Pioglitazone Ameliorates Renal Ischemia-Reperfusion Injury via Inhibition of NF-κB Activation and Inflammation in Rats.

Renal ischemia-reperfusion injury (IRI) is considered as a major cause of acute kidney injury. In this study, we investigated the role of the NF-κB signaling pathway and inflammation in the amelioration of renal IRI using pioglitazone. Sprague-Dawley (SD) rats were subjected to bilateral renal artery clamping for 45 min followed by perfusion restoration for establishing a simulated renal IRI model. At 24 h post-operatively, we assessed the serum levels of creatinine and urea nitrogen, expression levels of peroxisome proliferator-activated receptor gamma (PPAR-γ) and NF-κB-related (p-IKK-β and IκB-α) proteins, and mRNA expression levels of the inflammatory cytokines, including TNF-α and MCP-1, in the renal tissue of various study groups.

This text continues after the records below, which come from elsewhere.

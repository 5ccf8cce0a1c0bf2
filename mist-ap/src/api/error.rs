//! API error responses

use axum::{
    http::StatusCode,
    response::{IntoResponse, Response},
    Json,
};
use serde_json::json;
use thiserror::Error;

/// API error type
#[derive(Debug, Error)]
pub enum ApiError {
    /// Invalid request (400)
    #[error("Invalid request: {0}")]
    BadRequest(String),

    /// Internal server error (500)
    #[error("Internal server error: {0}")]
    Internal(String),
}

impl IntoResponse for ApiError {
    fn into_response(self) -> Response {
        let (status, error_code, message) = match self {
            ApiError::BadRequest(msg) => (StatusCode::BAD_REQUEST, "BAD_REQUEST", msg),
            ApiError::Internal(msg) => (
                StatusCode::INTERNAL_SERVER_ERROR,
                "INTERNAL_ERROR",
                msg,
            ),
        };

        let body = Json(json!({
            "error": {
                "code": error_code,
                "message": message,
            }
        }));

        (status, body).into_response()
    }
}

impl From<crate::Error> for ApiError {
    fn from(err: crate::Error) -> Self {
        match err {
            crate::Error::BadRequest(msg) => ApiError::BadRequest(msg),
            other => ApiError::Internal(other.to_string()),
        }
    }
}

/// Result type for API handlers
pub type ApiResult<T> = Result<T, ApiError>;
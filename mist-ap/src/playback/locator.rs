//! Binary locator
//!
//! Answers "is this player installed?" by searching `PATH`. Every distinct
//! name is probed once per locator and the answer (negative included) is
//! kept for the locator's lifetime; player installations are assumed stable
//! while the service runs. The resolved path is what gets spawned.

use std::collections::HashMap;
use std::path::{Path, PathBuf};
use std::sync::atomic::{AtomicUsize, Ordering};
use std::sync::Mutex;
use tracing::debug;

/// Memoizing executable lookup
#[derive(Debug, Default)]
pub struct BinaryLocator {
    /// Directories to search; `None` reads `PATH` at probe time
    search_path: Option<Vec<PathBuf>>,
    cache: Mutex<HashMap<String, Option<PathBuf>>>,
    probes: AtomicUsize,
}

impl BinaryLocator {
    /// Locator searching the process `PATH`
    pub fn new() -> Self {
        Self::default()
    }

    /// Locator searching only `dirs`
    pub fn with_search_path(dirs: Vec<PathBuf>) -> Self {
        Self {
            search_path: Some(dirs),
            ..Self::default()
        }
    }

    /// Whether `name` resolves to an executable. Never fails.
    pub fn exists(&self, name: &str) -> bool {
        self.resolve(name).is_some()
    }

    /// Full path of the executable `name`, if installed
    pub fn resolve(&self, name: &str) -> Option<PathBuf> {
        let mut cache = self.cache.lock().unwrap_or_else(|e| e.into_inner());
        if let Some(found) = cache.get(name) {
            return found.clone();
        }

        self.probes.fetch_add(1, Ordering::Relaxed);
        let found = self.probe(name);
        debug!(binary = %name, path = ?found, "Probed for player executable");
        cache.insert(name.to_string(), found.clone());
        found
    }

    /// Number of underlying filesystem probes performed so far
    pub fn probe_count(&self) -> usize {
        self.probes.load(Ordering::Relaxed)
    }

    fn probe(&self, name: &str) -> Option<PathBuf> {
        if name.is_empty() {
            return None;
        }

        // Explicit paths are checked as given
        if name.contains('/') || name.contains(std::path::MAIN_SEPARATOR) {
            let path = PathBuf::from(name);
            return is_executable(&path).then_some(path);
        }

        let dirs: Vec<PathBuf> = match &self.search_path {
            Some(dirs) => dirs.clone(),
            None => std::env::split_paths(&std::env::var_os("PATH")?).collect(),
        };

        dirs.iter()
            .filter(|dir| !dir.as_os_str().is_empty())
            .flat_map(|dir| candidates(dir, name))
            .find(|candidate| is_executable(candidate))
    }
}

#[cfg(windows)]
fn candidates(dir: &Path, name: &str) -> Vec<PathBuf> {
    let exts = std::env::var_os("PATHEXT")
        .unwrap_or_else(|| std::ffi::OsString::from(".COM;.EXE;.BAT;.CMD"));
    let mut out = vec![dir.join(name)];
    for ext in exts.to_string_lossy().split(';').filter(|e| !e.is_empty()) {
        out.push(dir.join(format!("{}{}", name, ext.to_ascii_lowercase())));
    }
    out
}

#[cfg(not(windows))]
fn candidates(dir: &Path, name: &str) -> Vec<PathBuf> {
    vec![dir.join(name)]
}

#[cfg(unix)]
fn is_executable(path: &Path) -> bool {
    use std::os::unix::fs::PermissionsExt;
    match std::fs::metadata(path) {
        Ok(meta) => meta.is_file() && meta.permissions().mode() & 0o111 != 0,
        Err(_) => false,
    }
}

#[cfg(not(unix))]
fn is_executable(path: &Path) -> bool {
    std::fs::metadata(path)
        .map(|meta| meta.is_file())
        .unwrap_or(false)
}
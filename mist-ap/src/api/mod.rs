//! HTTP API for the sound service
//!
//! Thin transport over [`SoundService`]: text operations answer with
//! `text/plain`, health and queue status with JSON.

pub mod error;
pub mod handlers;

use axum::{
    routing::{get, post},
    Router,
};
use std::sync::Arc;
use tower_http::trace::TraceLayer;

use crate::service::SoundService;

pub use error::{ApiError, ApiResult};

/// Application state shared across handlers
#[derive(Clone)]
pub struct AppState {
    /// Sound service (catalog, player chain and queue)
    pub service: Arc<SoundService>,
    /// Server port
    pub port: u16,
}

/// Create the API router
pub fn create_router(state: AppState) -> Router {
    Router::new()
        // Health check (no prefix for health endpoint)
        .route("/health", get(handlers::health))
        .nest(
            "/api/v1",
            Router::new()
                // Catalog endpoints
                .route("/search", get(handlers::search))
                .route("/categories", get(handlers::categories))
                .route("/categories/:name", get(handlers::browse))
                .route("/trending", get(handlers::trending))
                .route("/best", get(handlers::best_of_all_time))
                .route("/sounds/:slug", get(handlers::sound_details))
                // Playback endpoints
                .route("/play", post(handlers::play))
                .route("/queue", get(handlers::queue_status)),
        )
        .layer(TraceLayer::new_for_http())
        .with_state(state)
}
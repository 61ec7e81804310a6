//! Invoice status machine
//!
//! ```text
//! DRAFT --> ISSUED --> PAID
//!   |         |
//!   +---------+--> CANCELED
//! ```
//!
//! `PAID` and `CANCELED` are terminal. An issued invoice may be reverted to
//! `DRAFT`, which does not give stock back.
use crate::config::StockPolicy;
use crate::error::InvoiceError;
use std::fmt;
use std::str::FromStr;

#[derive(
    minicbor::Encode, minicbor::Decode, Debug, Clone, Copy, PartialEq, Eq, Hash, PartialOrd, Ord,
)]
pub enum InvoiceStatus {
    #[n(0)]
    Draft,
    #[n(1)]
    Issued,
    #[n(2)]
    Paid,
    #[n(3)]
    Canceled,
}

/// Side effects the caller must apply together with the status flip.
#[derive(Debug, Clone, Copy, Default, PartialEq, Eq)]
pub struct Transition {
    pub stamp_issued_at: bool,
    pub stamp_paid_at: bool,
    pub decrement_stock: bool,
    pub restore_stock: bool,
}

impl InvoiceStatus {
    pub const ALL: [InvoiceStatus; 4] = [
        InvoiceStatus::Draft,
        InvoiceStatus::Issued,
        InvoiceStatus::Paid,
        InvoiceStatus::Canceled,
    ];

    pub fn as_str(&self) -> &'static str {
        match self {
            InvoiceStatus::Draft => "DRAFT",
            InvoiceStatus::Issued => "ISSUED",
            InvoiceStatus::Paid => "PAID",
            InvoiceStatus::Canceled => "CANCELED",
        }
    }

    pub fn is_terminal(&self) -> bool {
        matches!(self, InvoiceStatus::Paid | InvoiceStatus::Canceled)
    }

    /// Header and items may only be rewritten before the invoice is settled.
    pub fn ensure_editable(&self) -> Result<(), InvoiceError> {
        if self.is_terminal() {
            return Err(InvoiceError::ImmutableInvoice(*self));
        }
        Ok(())
    }

    pub fn ensure_deletable(&self) -> Result<(), InvoiceError> {
        match self {
            InvoiceStatus::Draft | InvoiceStatus::Canceled => Ok(()),
            InvoiceStatus::Paid => Err(InvoiceError::CannotDeletePaidInvoice),
            InvoiceStatus::Issued => Err(InvoiceError::CannotDeleteIssuedInvoice),
        }
    }

    /// Checks `self -> to` against the transition table and returns the
    /// effects to apply.
    pub fn transition_to(
        &self,
        to: InvoiceStatus,
        stock_policy: StockPolicy,
    ) -> Result<Transition, InvoiceError> {
        use InvoiceStatus::*;

        let transition = match (self, to) {
            (Draft, Issued) => Transition {
                stamp_issued_at: true,
                decrement_stock: true,
                ..Default::default()
            },
            (Draft, Canceled) | (Draft, Draft) | (Issued, Draft) => Transition::default(),
            (Issued, Paid) => Transition {
                stamp_paid_at: true,
                ..Default::default()
            },
            (Issued, Canceled) => Transition {
                restore_stock: stock_policy == StockPolicy::Restore,
                ..Default::default()
            },
            (from, to) => return Err(InvoiceError::InvalidTransition { from: *from, to }),
        };

        Ok(transition)
    }
}

impl fmt::Display for InvoiceStatus {
    fn fmt(&self, f: &mut fmt::Formatter<'_>) -> fmt::Result {
        f.write_str(self.as_str())
    }
}

impl FromStr for InvoiceStatus {
    type Err = InvoiceError;

    fn from_str(s: &str) -> Result<Self, Self::Err> {
        match s.trim().to_ascii_uppercase().as_str() {
            "DRAFT" => Ok(InvoiceStatus::Draft),
            "ISSUED" => Ok(InvoiceStatus::Issued),
            "PAID" => Ok(InvoiceStatus::Paid),
            "CANCELED" | "CANCELLED" => Ok(InvoiceStatus::Canceled),
            other => Err(InvoiceError::Validation(format!("statut inconnu: {other}"))),
        }
    }
}

#[cfg(test)]
mod tests {
    use super::*;
    use InvoiceStatus::*;

    #[test]
    fn draft_cannot_skip_to_paid() {
        let err = Draft.transition_to(Paid, StockPolicy::Keep).unwrap_err();
        assert!(matches!(
            err,
            InvoiceError::InvalidTransition {
                from: Draft,
                to: Paid
            }
        ));
    }

    #[test]
    fn issuing_stamps_and_consumes_stock() {
        let t = Draft.transition_to(Issued, StockPolicy::Keep).unwrap();
        assert!(t.stamp_issued_at && t.decrement_stock);
        assert!(!t.stamp_paid_at && !t.restore_stock);
    }

    #[test]
    fn cancel_restores_stock_only_under_restore_policy() {
        let keep = Issued.transition_to(Canceled, StockPolicy::Keep).unwrap();
        let restore = Issued.transition_to(Canceled, StockPolicy::Restore).unwrap();

        assert!(!keep.restore_stock);
        assert!(restore.restore_stock);
        // a draft never consumed anything
        assert!(
            !Draft
                .transition_to(Canceled, StockPolicy::Restore)
                .unwrap()
                .restore_stock
        );
    }

    #[test]
    fn terminal_states_reject_everything() {
        for from in [Paid, Canceled] {
            for to in InvoiceStatus::ALL {
                assert!(from.transition_to(to, StockPolicy::Keep).is_err());
            }
        }
    }

    #[test]
    fn parses_wire_names() {
        assert_eq!("issued".parse::<InvoiceStatus>().unwrap(), Issued);
        assert_eq!("CANCELED".parse::<InvoiceStatus>().unwrap(), Canceled);
        assert!("ARCHIVED".parse::<InvoiceStatus>().is_err());
    }
}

The histopathological evaluation of renal tissue was also conducted. In rat renal tissue, pioglitazone treatment decreased the serum levels of post-renal IRI creatinine and urea nitrogen, as well as necrosis. Furthermore, it elevated the expression of PPAR-γ protein and decreased the expression of NF-κB-related proteins. Pioglitazone also decreased the mRNA expression of TNF-α and MCP-1 in the renal tissue. Thus, pioglitazone ameliorates renal IRI by inhibiting the NF-κB signaling pathway and inflammatory response in rats.